時計を見るともう4時半。夕暮れ迫る天場であわてて雪集め。フリーズドライの簡単な食事をとったあと、熱いお茶をつくってテルモスへ。あまり睡眠が深くない性質なので、夜中喉が渇いたとき重宝するんですよね。
日が落ちると一気に気温が下がり、ガスカートリッジの壁面に結露した水が、下に敷いた断熱マットで凍りつく始末。いったいテントの中は何度なんだろう?着込めるものは全部着込み。帽子や手袋までつけて就寝。
朝は5時半に起床。といっても寒くてなかなか寝袋から出られない。プラスティックの水筒に入れた水は氷になっている。隣のテントが動き始めたのに覚悟を決めて朝食の準備。普段の朝は火を使わない簡単な食事ですませてしまうのですが、冷たい食事はとる気がしない。
小屋前でアイゼンをつけ、ピッケルを持って出発。小屋の前の温度計を見るとマイナス22℃!どうりで寒いわけだ。空を見ると雲ひとつない晴天。こうなると山頂からの展望は約束されたようなものです。中山峠を過ぎると目指す天狗岳が正面に。先行者はいないようですが、トレースはしっかり残っています。とりあえず一安心。初めて登る山で、特に樹林帯でトレースがないと道があってるかどうかいつも不安になります。再び樹林帯に入りこれを抜けると、急斜面の登りが始まります。
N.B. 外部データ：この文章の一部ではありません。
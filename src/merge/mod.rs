//! merge
//!
//! The merge engine.
//!
//! # Architecture
//!
//! [`MergeEngine`] reproduces `git merge` / `git merge --abort` on top of
//! a [`VersionStore`](crate::git::VersionStore) and a
//! [`Filesystem`](crate::vfs::Filesystem), reporting every working-tree
//! change through a [`ChangeSink`](crate::notify::ChangeSink).
//!
//! - Fast-forward: move the branch ref, force-checkout, one whole-tree event
//! - Three-way: store merge primitive, then [`reconcile`] the working tree
//! - Conflicts are reported, never resolved
//!
//! # Example
//!
//! ```ignore
//! use std::sync::Arc;
//! use pyxis::git::Git;
//! use pyxis::merge::{MergeEngine, MergeOptions};
//! use pyxis::notify::TracingSink;
//! use pyxis::vfs::LocalFs;
//!
//! let root = std::path::Path::new(".");
//! let engine = MergeEngine::new(Git::open(root)?, Arc::new(LocalFs::new(root)), Arc::new(TracingSink));
//! println!("{}", engine.merge("feature", &MergeOptions::default()).await?);
//! ```

mod engine;
mod outcome;
pub mod reconcile;

pub use engine::{MergeEngine, MERGE_HEAD, MERGE_MSG};
pub use outcome::{MergeError, MergeOptions, MergeOutcome, MergeStatus};
pub use reconcile::{reconcile, ReconcileReport};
雪庇に近づかないように気をつけながら、我慢の登り。風は吹いていますが、おそらくこの季節にしては弱い方なのでしょう。そこから道は岩稜帯へ。ほかの方の山行記録をみると、この通過が簡単とあったりやや難しいとあったりと気になるポイントだったのですが、個人的にはそれほど難しさは感じませんでした。ただ、天狗ノ鼻の岩場には、いくつもトレースが延びているのでルート選びには注意が必要です。最初上部のトレースを追ったのですが、天狗岳の頂上が目の前に見えているところで岩の上に出てしまいそこで詰み。しかたなく引き返して一番下のトレースをたどってようやく山頂にたどり着きました。
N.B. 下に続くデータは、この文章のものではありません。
//! runtime::resolve
//!
//! Module specifier classification and the candidate paths probed for it.
//!
//! # Probe order
//!
//! Relative (`./`, `../`) and absolute specifiers are resolved against the
//! requiring module's directory, then probed as: the literal path, `.js`,
//! `.json`, `<path>/index.js`, `<path>/package.json`.
//!
//! Bare specifiers probe `/node_modules/<name>` with the same suffixes and
//! finally the project root (`/<name>`, `.js`, `.json`). What is not found
//! locally may still come from a CDN; that step lives in the loader.

use crate::core::paths;

/// Names handled by the runtime itself. Only the first four have an
/// implementation.
pub const BUILTIN_MODULES: [&str; 8] = [
    "fs",
    "path",
    "os",
    "util",
    "crypto",
    "http",
    "url",
    "querystring",
];

pub fn is_builtin(specifier: &str) -> bool {
    BUILTIN_MODULES.contains(&specifier)
}

/// `./x`, `../x` and `/x` resolve against the filesystem only.
pub fn is_path_like(specifier: &str) -> bool {
    specifier.starts_with("./") || specifier.starts_with("../") || specifier.starts_with('/')
}

/// Bare specifiers that may be fetched from a CDN.
pub fn is_package_name(specifier: &str) -> bool {
    !specifier.is_empty() && !is_path_like(specifier) && !is_builtin(specifier)
}

/// Every path to try for `specifier` required from `dir`, in order.
pub fn candidates(specifier: &str, dir: &str) -> Vec<String> {
    let mut out = Vec::new();
    if is_path_like(specifier) {
        let base = paths::resolve_from(dir, specifier);
        push_probes(&mut out, &base);
    } else {
        push_probes(&mut out, &format!("/node_modules/{specifier}"));
        let root = paths::normalize(&format!("/{specifier}"));
        for path in [root.clone(), format!("{root}.js"), format!("{root}.json")] {
            if !out.contains(&path) {
                out.push(path);
            }
        }
    }
    out
}

fn push_probes(out: &mut Vec<String>, base: &str) {
    out.push(base.to_string());
    if !base.ends_with(".js") {
        out.push(format!("{base}.js"));
    }
    if !base.ends_with(".json") {
        out.push(format!("{base}.json"));
    }
    out.push(format!("{base}/index.js"));
    out.push(format!("{base}/package.json"));
}

/// Whether a resolved file is loaded as JSON rather than executed.
pub fn is_json(path: &str) -> bool {
    path.ends_with(".json")
}

#[cfg(test)]
mod tests {
    use super::*;

    #[test]
    fn builtin_names() {
        assert!(is_builtin("fs"));
        assert!(is_builtin("querystring"));
        assert!(!is_builtin("fs/promises"));
        assert!(!is_package_name("path"));
        assert!(is_package_name("lodash"));
        assert!(!is_package_name("./lodash"));
    }

    #[test]
    fn relative_probe_order() {
        assert_eq!(
            candidates("./lib/util", "/src"),
            vec![
                "/src/lib/util",
                "/src/lib/util.js",
                "/src/lib/util.json",
                "/src/lib/util/index.js",
                "/src/lib/util/package.json",
            ]
        );
    }

    #[test]
    fn explicit_extension_skips_its_own_suffix() {
        let probes = candidates("../data.json", "/src/app");
        assert_eq!(probes[0], "/src/data.json");
        assert_eq!(probes[1], "/src/data.json.js");
        assert!(!probes.contains(&"/src/data.json.json".to_string()));
    }

    #[test]
    fn absolute_specifiers_ignore_the_directory() {
        assert_eq!(candidates("/a.js", "/deep/dir")[0], "/a.js");
    }

    #[test]
    fn bare_specifiers() {
        assert_eq!(
            candidates("left-pad", "/src"),
            vec![
                "/node_modules/left-pad",
                "/node_modules/left-pad.js",
                "/node_modules/left-pad.json",
                "/node_modules/left-pad/index.js",
                "/node_modules/left-pad/package.json",
                "/left-pad",
                "/left-pad.js",
                "/left-pad.json",
            ]
        );
    }

    #[test]
    fn scoped_packages() {
        let probes = candidates("@acme/widgets", "/");
        assert_eq!(probes[0], "/node_modules/@acme/widgets");
        assert!(probes.contains(&"/node_modules/@acme/widgets/index.js".to_string()));
        assert_eq!(probes.last().map(String::as_str), Some("/@acme/widgets.json"));
    }
}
山頂からの景色はすばらしいの一言に尽きます。前日降った雪のため景色の全てが白一色に染まり、独特の静かな景観を演出しています。といっても写真を撮るために手袋をはずすとすぐ手が痛くなるような厳しい山頂。残念ながらあまりゆっくりしていられない。テルモスの熱いお茶を飲んで体を温めながら、景色を目に焼き付けて下山にかかりました。
黒百合平にもどってテントをたたみ、満足の下山。さすがに雪道のくだりは早く、50分で登山口に到着。初の冬山テント山行でしたが、入門の山と言われるだけあって、天候さえ間違えなければ、確かな経験ができる山だと思いました。